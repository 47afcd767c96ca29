//! Common error types for namebase

use thiserror::Error;

/// Common result type for namebase operations
pub type Result<T> = std::result::Result<T, Error>;

/// Common error types across the namebase tools
#[derive(Error, Debug)]
pub enum Error {
    /// JSON parse or serialize error (wraps serde_json::Error)
    #[error("JSON error: {0}")]
    Json(#[from] serde_json::Error),

    /// I/O operation error (wraps std::io::Error)
    #[error("IO error: {0}")]
    Io(#[from] std::io::Error),

    /// Configuration loading or validation error
    #[error("Configuration error: {0}")]
    Config(String),

    /// Requested resource not found
    #[error("Not found: {0}")]
    NotFound(String),

    /// Invalid user input or request parameter
    #[error("Invalid input: {0}")]
    InvalidInput(String),

    /// Internal error
    #[error("Internal error: {0}")]
    Internal(String),
}
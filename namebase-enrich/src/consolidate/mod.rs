//! Origin consolidation engine
//!
//! Turns a record's raw, free-text origin claim into a single canonical
//! origin group plus extracted modifier tags. The passes run in a fixed
//! order per record:
//!
//! 1. Modifier extraction — "Biblical"/"Modern" tokens split out of the
//!    origin into `tags` ([`tags`])
//! 2. Variant resolution — "variant of X" inherits X's origin from the
//!    cross-shard index ([`variants`])
//! 3. Bucket classification — ordered rule table, first match wins
//!    ([`rules`])
//! 4. Unknown-origin inference — only for records still classified
//!    "Unknown" ([`infer`])
//!
//! Every pass is idempotent; re-running consolidation over an already
//! consolidated store is a no-op.

pub mod infer;
pub mod rules;
pub mod tags;
pub mod variants;

use crate::models::NameRecord;
use std::collections::HashMap;

pub use rules::UNKNOWN_GROUP;

/// What changed while consolidating one record
#[derive(Debug, Clone, Copy, Default)]
pub struct ConsolidationOutcome {
    pub tags_split: bool,
    pub variant_resolved: bool,
    pub group_changed: bool,
    pub origin_inferred: bool,
}

impl ConsolidationOutcome {
    pub fn changed(&self) -> bool {
        self.tags_split || self.variant_resolved || self.group_changed || self.origin_inferred
    }
}

/// Consolidation engine holding the cross-shard name→origin index used by
/// variant resolution.
pub struct ConsolidationEngine {
    name_index: variants::NameIndex,
}

impl ConsolidationEngine {
    /// Build the engine from the full record set (all shards).
    pub fn new<'a>(records: impl Iterator<Item = &'a NameRecord>) -> Self {
        Self {
            name_index: variants::build_name_index(records),
        }
    }

    /// Engine with an empty index; variant resolution finds nothing.
    pub fn without_index() -> Self {
        Self {
            name_index: HashMap::new(),
        }
    }

    /// Run all consolidation passes over one record.
    pub fn consolidate_record(&self, record: &mut NameRecord) -> ConsolidationOutcome {
        let mut outcome = ConsolidationOutcome::default();

        outcome.tags_split = tags::apply_tag_splits(record);
        outcome.variant_resolved = variants::resolve_variant(record, &self.name_index);

        let previous_group = record.origin_group.clone();
        let mut group = rules::classify_record(record);

        if group == UNKNOWN_GROUP {
            if let Some(inferred) = infer::infer_origin(record) {
                tracing::debug!(
                    name = %record.name,
                    inferred = %inferred,
                    "Inferred origin for Unknown record"
                );
                record.origin = Some(inferred.into());
                record.origin_source = Some("inferred".to_string());
                group = rules::classify_record(record);
                outcome.origin_inferred = true;
            }
        }

        if previous_group.as_deref() != Some(group.as_str()) {
            record.origin_group = Some(group);
            outcome.group_changed = true;
        }

        outcome
    }
}
//! Origin inference for "Unknown" records
//!
//! Tries, in priority order, stopping at the first hit:
//! 1. Explicit "from X" / "X origin" / "possibly X" phrases in the
//!    etymology text
//! 2. The record's primary country, via a fixed country→origin table
//! 3. Suffix/prefix heuristics on the name itself, the weaker ones gated
//!    by a corroborating signal (declared gender, usage country)
//!
//! No match is the intended terminal state: the record stays "Unknown".
//! Short all-caps tokens and error placeholders are protected up front and
//! never reclassified by heuristics.

use crate::models::NameRecord;

/// Origins recognizable from etymology phrases ("from latin", "latin origin")
const ETYMOLOGY_ORIGINS: &[(&str, &str)] = &[
    ("latin", "Latin"),
    ("greek", "Greek"),
    ("hebrew", "Hebrew"),
    ("arabic", "Arabic"),
    ("sanskrit", "Sanskrit,Indian"),
    ("spanish", "Spanish"),
    ("french", "French"),
    ("germanic", "Germanic"),
    ("italian", "Italian"),
    ("chinese", "Chinese"),
    ("japanese", "Japanese"),
    ("irish", "Irish"),
    ("slavic", "Slavic"),
    ("persian", "Persian"),
    ("african", "African"),
];

/// Weaker "possibly X" hints accepted from etymology text
const POSSIBLY_ORIGINS: &[(&str, &str)] = &[
    ("spanish", "Spanish"),
    ("slavic", "Slavic"),
    ("arabic", "Arabic"),
    ("french", "French"),
    ("italian", "Italian"),
];

/// Fixed country→origin mapping for primary usage countries
fn country_origin(code: &str) -> Option<&'static str> {
    let origin = match code {
        // Spanish-speaking countries (Portuguese-speaking grouped in)
        "ES" | "MX" | "AR" | "CL" | "PE" | "CO" | "UY" | "VE" | "EC" | "GT" | "CU" | "BO"
        | "DO" | "HN" | "PY" | "SV" | "NI" | "CR" | "PA" | "PR" | "BR" | "PT" => "Spanish",
        // African countries
        "NG" | "GH" | "ZA" | "BW" | "ET" | "KE" | "TZ" | "UG" | "ZW" | "MW" => "African",
        "IN" => "Sanskrit,Indian",
        // Arabic-speaking countries
        "SA" | "AE" | "EG" | "IQ" | "SY" | "JO" | "LB" | "KW" | "OM" | "QA" | "BH" | "YE"
        | "DZ" | "MA" | "TN" => "Arabic",
        "FR" => "French",
        "DE" | "AT" | "CH" => "Germanic",
        "CN" | "TW" => "Chinese",
        "JP" => "Japanese",
        "TH" | "VN" | "ID" | "MY" | "PH" => "Southeast Asian",
        "IT" => "Italian",
        "GR" => "Greek",
        "IE" => "Irish",
        "PL" | "CZ" | "SK" | "RU" | "UA" => "Slavic",
        "SE" | "NO" | "DK" | "FI" | "IS" => "Nordic",
        "IL" => "Hebrew",
        "TR" => "Turkish",
        "IR" => "Persian",
        _ => return None,
    };
    Some(origin)
}

/// True for 2–3 letter all-uppercase tokens — likely abbreviations or codes,
/// never to be reclassified by name-shape heuristics.
fn is_abbreviation(name: &str) -> bool {
    let len = name.chars().count();
    (2..=3).contains(&len) && name.chars().all(|c| c.is_ascii_uppercase())
}

/// Error markers that must stay "Unknown" no matter what a heuristic says
fn is_error_marker(origin_text: &str) -> bool {
    let t = origin_text.trim();
    t.eq_ignore_ascii_case("error") || t.eq_ignore_ascii_case("not a recognized name")
}

fn etymology_origin(etymology: &str) -> Option<&'static str> {
    let etym = etymology.to_lowercase();

    for (token, origin) in ETYMOLOGY_ORIGINS {
        if etym.contains(&format!("from {}", token)) || etym.contains(&format!("{} origin", token))
        {
            return Some(origin);
        }
    }
    for (token, origin) in POSSIBLY_ORIGINS {
        if etym.contains(&format!("possibly {}", token)) {
            return Some(origin);
        }
    }
    None
}

fn has_usage_country(record: &NameRecord, codes: &[&str]) -> bool {
    record
        .countries
        .as_ref()
        .map(|c| codes.iter().any(|code| c.contains_key(*code)))
        .unwrap_or(false)
}

fn name_pattern_origin(record: &NameRecord) -> Option<&'static str> {
    let lower = record.name.trim().to_lowercase();

    let ends_any = |suffixes: &[&str]| suffixes.iter().any(|s| lower.ends_with(s));
    let starts_any = |prefixes: &[&str]| prefixes.iter().any(|p| lower.starts_with(p));

    if ends_any(&["ez", "es", "az", "ito", "ita"]) {
        return Some("Spanish");
    }
    if ends_any(&["ski", "sky", "ov", "ova", "enko", "uk"]) {
        return Some("Slavic");
    }
    if ends_any(&["berg", "stein", "man", "mann", "feld", "schmidt"]) {
        return Some("Germanic");
    }
    if starts_any(&["al-", "abd", "muhammad", "ahmed"]) || ends_any(&["een", "uddin", "allah"]) {
        return Some("Arabic");
    }

    // The remaining endings are too common to trust alone; each needs a
    // corroborating signal.
    if lower.ends_with('o')
        && record.primary_country.as_deref() == Some("IT")
        && record.gender.map(|g| g.male > 0.7).unwrap_or(false)
    {
        return Some("Italian");
    }
    if ends_any(&["shi", "ko", "mi", "ro", "ta"]) && has_usage_country(record, &["JP", "SG", "HK"])
    {
        return Some("Japanese");
    }
    if ends_any(&["a", "an", "ash", "esh", "ish"]) && has_usage_country(record, &["IN"]) {
        return Some("Sanskrit,Indian");
    }

    None
}

/// Attempt origin inference for a record currently classified "Unknown".
///
/// Returns the inferred raw origin string, or `None` when the record should
/// stay "Unknown".
pub fn infer_origin(record: &NameRecord) -> Option<String> {
    if is_error_marker(&record.origin_text()) {
        return None;
    }

    // Priority 1: etymology text
    if let Some(etym) = record
        .meaning_etymology
        .as_deref()
        .or(record.meaning_full.as_deref())
    {
        if let Some(origin) = etymology_origin(etym) {
            return Some(origin.to_string());
        }
    }

    // Priority 2: primary country mapping
    if let Some(code) = record.primary_country.as_deref() {
        if let Some(origin) = country_origin(code) {
            return Some(origin.to_string());
        }
    }

    // Priority 3: name shape heuristics. Abbreviation-like tokens are
    // protected here: a name ending alone is never enough evidence for them.
    if is_abbreviation(record.name.trim()) {
        return None;
    }
    name_pattern_origin(record).map(|o| o.to_string())
}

■ ■ ■ ■

* [TASK DESCRIPTION]
Extract each line from the listing that holds the word "shape".

* [SOLUTION TO THIS PROBLEM]
/// never to be reclassified by name-shape heuristics.
    // Priority 3: name shape heuristics. Abbreviation-like tokens are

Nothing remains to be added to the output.